The make, size, and condition of a small catamaran all play a role in its price. Racing catamarans like Hobie Cats, which are very popular with the sailing community, range in price from $10,000 to $30,000. Generally, an open racing catamaran costs between $10,000 and $20,000 and is readily available for less than $50,000.

The Cost of a Secondhand Catamaran for Cruising


Pre-owned catamaran’s average cost per foot :

The average pre-owned catamaran costs about more than 30% less than a new one:

  • $2,200 per ft for less than 30 feet
  • $9,000 per ft for 30 to 50 feet
  • $16,200 per ft for 50 to 75 feet
  • $30,900 per ft for 75 to 120 feet

There are certain pros and cons to buying pre-owned catamarans.
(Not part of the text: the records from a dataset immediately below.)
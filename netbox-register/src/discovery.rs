//! System discovery for inventory registration
//!
//! This module handles:
//! - System identification (hostname)
//! - vCPU count, memory size and root filesystem size
//! - Network interface enumeration with MAC, IPv4 and reverse DNS name
//! - The lossy size rounding shared by register and compare

use crate::error::RegisterError;
use anyhow::{anyhow, bail, Context, Result};
use if_addrs::{get_if_addrs, IfAddr};
use mac_address::MacAddress;
use serde::{Deserialize, Serialize};
use std::net::{IpAddr, Ipv4Addr};
use std::path::Path;
use sysinfo::{Disks, System};
use tracing::{debug, info};

const BYTES_PER_GIB: f64 = (1u64 << 30) as f64;

/// Network interface as seen on this host
#[derive(Debug, Clone, PartialEq, Eq, Serialize, Deserialize)]
pub struct NetworkInterface {
    pub name: String,
    pub mac: String,
    /// First IPv4 address, absent when the interface only carries IPv6
    pub ip: Option<Ipv4Addr>,
    /// Reverse lookup of `ip`
    pub dns_name: Option<String>,
}

impl NetworkInterface {
    /// Loopback and address-less interfaces are never compared or registered
    pub fn is_eligible(&self) -> bool {
        match self.ip {
            Some(ip) => self.name != "lo" && !ip.is_loopback(),
            None => false,
        }
    }
}

/// Local facts compared against and pushed to the inventory
#[derive(Debug, Clone, PartialEq, Eq, Serialize, Deserialize)]
pub struct SystemFacts {
    pub hostname: String,
    pub vcpus: u32,
    /// Rounded, see [`memory_mb_from_bytes`]
    pub memory_mb: u64,
    /// Rounded, see [`disk_gb_from_bytes`]
    pub disk_gb: u64,
    pub interfaces: Vec<NetworkInterface>,
}

impl SystemFacts {
    /// Discover facts for this host, keeping interfaces accepted by `filter`
    pub fn discover(filter: &InterfaceFilter) -> Result<Self, RegisterError> {
        Self::probe(filter).map_err(|e| RegisterError::FactsUnavailable(format!("{e:#}")))
    }

    fn probe(filter: &InterfaceFilter) -> Result<Self> {
        info!("Starting system discovery...");

        let hostname = local_hostname()?;

        let mut sys = System::new_all();
        sys.refresh_all();

        let vcpus = sys.cpus().len();
        if vcpus == 0 {
            bail!("no CPUs reported");
        }

        let memory_bytes = sys.total_memory();
        if memory_bytes == 0 {
            bail!("total memory reported as zero");
        }

        let disk_bytes = root_disk_bytes().context("Failed to read root filesystem size")?;
        let interfaces =
            discover_interfaces(filter).context("Failed to enumerate network interfaces")?;

        let facts = SystemFacts {
            hostname,
            vcpus: u32::try_from(vcpus).context("CPU count out of range")?,
            memory_mb: memory_mb_from_bytes(memory_bytes),
            disk_gb: disk_gb_from_bytes(disk_bytes),
            interfaces,
        };

        info!(
            "Discovery complete - Hostname: {}, vCPUs: {}, Memory: {} MB, Disk: {} GB, {} interfaces",
            facts.hostname,
            facts.vcpus,
            facts.memory_mb,
            facts.disk_gb,
            facts.interfaces.len()
        );

        Ok(facts)
    }

    /// Interfaces that take part in compare and register
    pub fn eligible_interfaces(&self) -> impl Iterator<Item = &NetworkInterface> {
        self.interfaces.iter().filter(|i| i.is_eligible())
    }
}

/// Naming convention an interface must follow to be inventoried
#[derive(Debug, Clone)]
pub struct InterfaceFilter {
    prefix: String,
}

impl InterfaceFilter {
    pub fn new(prefix: impl Into<String>) -> Self {
        Self {
            prefix: prefix.into(),
        }
    }

    pub fn accepts(&self, name: &str) -> bool {
        name != "lo" && name.starts_with(&self.prefix)
    }
}

/// Name this host is registered under
pub fn hostname() -> Result<String, RegisterError> {
    local_hostname().map_err(|e| RegisterError::FactsUnavailable(format!("{e:#}")))
}

fn local_hostname() -> Result<String> {
    let hostname = gethostname::gethostname().to_string_lossy().to_string();
    if hostname.is_empty() {
        bail!("hostname is empty");
    }
    Ok(hostname)
}

/// `ceil(value * 10^decimals) / 10^decimals`; negative `decimals` round to tens, hundreds, ...
pub fn round_up(value: f64, decimals: i32) -> f64 {
    if decimals >= 0 {
        let multiplier = 10f64.powi(decimals);
        (value * multiplier).ceil() / multiplier
    } else {
        let divisor = 10f64.powi(-decimals);
        (value / divisor).ceil() * divisor
    }
}

/// Disk size in GB, rounded up to the next 10 GiB
pub fn disk_gb_from_bytes(bytes: u64) -> u64 {
    round_up(bytes as f64 / BYTES_PER_GIB, -1) as u64
}

/// Memory size in MB, rounded up to the next 10 GiB
pub fn memory_mb_from_bytes(bytes: u64) -> u64 {
    disk_gb_from_bytes(bytes) * 1024
}

fn root_disk_bytes() -> Result<u64> {
    let disks = Disks::new_with_refreshed_list();
    let root = Path::new("/");

    disks
        .list()
        .iter()
        .find(|disk| disk.mount_point() == root)
        .map(|disk| disk.total_space())
        .filter(|total| *total > 0)
        .ok_or_else(|| anyhow!("no filesystem mounted at /"))
}

fn discover_interfaces(filter: &InterfaceFilter) -> Result<Vec<NetworkInterface>> {
    debug!("Enumerating network interfaces...");

    let if_addrs = get_if_addrs()?;
    let mut interfaces: Vec<NetworkInterface> = Vec::new();

    for if_addr in if_addrs {
        if if_addr.is_loopback() || !filter.accepts(&if_addr.name) {
            continue;
        }

        let ipv4 = match &if_addr.addr {
            IfAddr::V4(v4) => Some(v4.ip),
            IfAddr::V6(_) => None,
        };

        if let Some(existing) = interfaces.iter_mut().find(|i| i.name == if_addr.name) {
            if existing.ip.is_none() {
                existing.ip = ipv4;
            }
            continue;
        }

        let Some(mac) = interface_mac(&if_addr.name) else {
            continue;
        };

        debug!("Found interface: {} ({})", if_addr.name, mac);
        interfaces.push(NetworkInterface {
            name: if_addr.name,
            mac,
            ip: ipv4,
            dns_name: None,
        });
    }

    for interface in &mut interfaces {
        if let Some(ip) = interface.ip {
            interface.dns_name = reverse_lookup(ip);
        } else {
            debug!("Skipping {}: no IPv4 address", interface.name);
        }
    }

    Ok(interfaces)
}

fn interface_mac(interface_name: &str) -> Option<String> {
    match mac_address::mac_address_by_name(interface_name) {
        Ok(Some(mac)) => Some(format_mac(&mac)),
        Ok(None) => {
            debug!("No MAC found for interface: {}", interface_name);
            None
        }
        Err(e) => {
            debug!("Error getting MAC for {}: {}", interface_name, e);
            None
        }
    }
}

fn format_mac(mac: &MacAddress) -> String {
    let b = mac.bytes();
    format!(
        "{:02x}:{:02x}:{:02x}:{:02x}:{:02x}:{:02x}",
        b[0], b[1], b[2], b[3], b[4], b[5]
    )
}

fn reverse_lookup(ip: Ipv4Addr) -> Option<String> {
    match dns_lookup::lookup_addr(&IpAddr::V4(ip)) {
        Ok(name) => Some(name),
        Err(e) => {
            debug!("Reverse lookup of {} failed: {}", ip, e);
            None
        }
    }
}
//! netbox-register - registers this system with NetBox
//!
//! Exactly one action per invocation:
//! - `--register` creates the VM record with its interfaces and addresses
//! - `--compare` prints a diff between this system and its record
//! - `--delete` removes the record
//! - `--update` deletes and registers again

use clap::error::ErrorKind;
use clap::{ArgGroup, Parser};
use netbox_register::config::{Config, DEFAULT_CONFIG_PATH};
use netbox_register::discovery::{self, InterfaceFilter, SystemFacts};
use netbox_register::error::{RegisterError, EXIT_FAILURE, EXIT_MISMATCH, EXIT_OK};
use netbox_register::lifecycle::{Registrar, RegistrationReport};
use netbox_register::report::render_table;
use netbox_register::NetboxClient;
use std::path::{Path, PathBuf};
use std::process::ExitCode;
use tracing::{info, warn};
use tracing_subscriber::EnvFilter;

#[derive(Debug, Parser)]
#[command(name = "netbox-register", version)]
#[command(about = "Registers this system with NetBox and keeps the record in line")]
#[command(arg_required_else_help = true)]
#[command(group(
    ArgGroup::new("action")
        .required(true)
        .args(["register", "compare", "delete", "update"])
))]
struct Cli {
    /// Registers the system with netbox
    #[arg(short, long)]
    register: bool,

    /// Compares the system parameters with its registration on netbox
    #[arg(short, long)]
    compare: bool,

    /// Deletes the system from netbox
    #[arg(short, long)]
    delete: bool,

    /// Updates the system parameters on netbox
    #[arg(short, long)]
    update: bool,

    /// Configuration file
    #[arg(long, env = "NETBOX_REGISTER_CONFIG", default_value = DEFAULT_CONFIG_PATH)]
    config: PathBuf,
}

#[derive(Debug, Clone, Copy, PartialEq, Eq)]
enum Action {
    Register,
    Compare,
    Delete,
    Update,
}

impl Cli {
    fn action(&self) -> Action {
        if self.register {
            Action::Register
        } else if self.compare {
            Action::Compare
        } else if self.delete {
            Action::Delete
        } else {
            Action::Update
        }
    }
}

fn main() -> ExitCode {
    let cli = match Cli::try_parse() {
        Ok(cli) => cli,
        Err(e) => return ExitCode::from(usage_error(e)),
    };

    tracing_subscriber::fmt()
        .with_env_filter(
            EnvFilter::try_from_default_env()
                .unwrap_or_else(|_| EnvFilter::new("netbox_register=info")),
        )
        .with_writer(std::io::stderr)
        .with_target(false)
        .init();

    if !nix::unistd::geteuid().is_root() {
        eprintln!("Error. must be root to execute.\nExiting.");
        return ExitCode::from(EXIT_FAILURE);
    }

    match run(cli.action(), &cli.config) {
        Ok(code) => ExitCode::from(code),
        Err(e) => {
            eprintln!("{e}\nExiting.");
            ExitCode::from(e.exit_code())
        }
    }
}

/// Print a clap error and pick the exit code; help and version are not failures
fn usage_error(err: clap::Error) -> u8 {
    match err.kind() {
        ErrorKind::DisplayHelp | ErrorKind::DisplayVersion => {
            let _ = err.print();
            EXIT_OK
        }
        ErrorKind::DisplayHelpOnMissingArgumentOrSubcommand => {
            println!("No arguments were specified.\nExiting.");
            let _ = err.print();
            EXIT_FAILURE
        }
        _ => {
            let _ = err.print();
            EXIT_FAILURE
        }
    }
}

fn run(action: Action, config_path: &Path) -> Result<u8, RegisterError> {
    let config = Config::load(config_path)?;
    let client = NetboxClient::new(&config.host, &config.token)?;
    let registrar = Registrar::new(&client, &config.register);
    let filter = InterfaceFilter::new(config.register.interface_prefix.as_str());

    match action {
        Action::Compare => {
            println!("[comparing system]");
            let facts = SystemFacts::discover(&filter)?;
            let comparison = registrar.compare(&facts)?;
            println!("\n{}\n", render_table(&comparison));

            if comparison.all_match() {
                println!("No Differences occured.\nExiting.");
                Ok(EXIT_OK)
            } else {
                eprintln!("A difference between Netbox and this System has been detected.");
                eprintln!("Run netbox-register --update for updating this system onto netbox");
                Ok(EXIT_MISMATCH)
            }
        }
        Action::Delete => {
            println!("[deleting system]");
            let hostname = discovery::hostname()?;
            registrar.delete(&hostname)?;
            Ok(EXIT_OK)
        }
        Action::Register => {
            println!("[register system]");
            let facts = SystemFacts::discover(&filter)?;
            let report = registrar.register(&facts)?;
            print_registration(&report);
            Ok(EXIT_OK)
        }
        Action::Update => {
            println!("[updating system]");
            let facts = SystemFacts::discover(&filter)?;
            let report = registrar.update(&facts)?;
            print_registration(&report);
            Ok(EXIT_OK)
        }
    }
}

fn print_registration(report: &RegistrationReport) {
    for failure in &report.failures {
        warn!(
            "{} of \"{}\" was not registered: {}",
            failure.step, failure.name, failure.error
        );
    }

    if report.is_complete() {
        println!("Successfully registered \"{}\".", report.vm.name);
    } else {
        println!(
            "Registered \"{}\" with {} failed step(s).",
            report.vm.name,
            report.failures.len()
        );
    }
    info!(
        "{} interface(s) registered for \"{}\"",
        report.interfaces.len(),
        report.vm.name
    );
}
Around $250,000 is the typical price of a 40-foot secondhand catamaran. In the 1990s, these types of catamarans became popular, and the age of the boat isn’t much of a factor.

A used cat for sale under $100K is about as cheap as you’re going to get. It’s possible to get a tiny vintage catamaran or one that needs repairs, such as new masts or rigging. Fixing a cat can save owners up to $50K. Therefore, the trade-off is worth it for them.

The most expensive pre-owned catamarans typically cost between $700K and $1 million. These 45- to 55-foot-long vessels represent the apex of the industry. They’re typically no more than a few years old. 

It’s not uncommon to find a pre-owned 2019 Lagoon 450F for roughly $550,000 to $620,000, or $635,500 brand new, with a wave-piercing hull. The depreciation on late-model catamarans is relatively minor.

There are a plethora of variables at play when determining the price of a secondhand cruising catamaran. The age of the boat is the most important determining factor in its price. 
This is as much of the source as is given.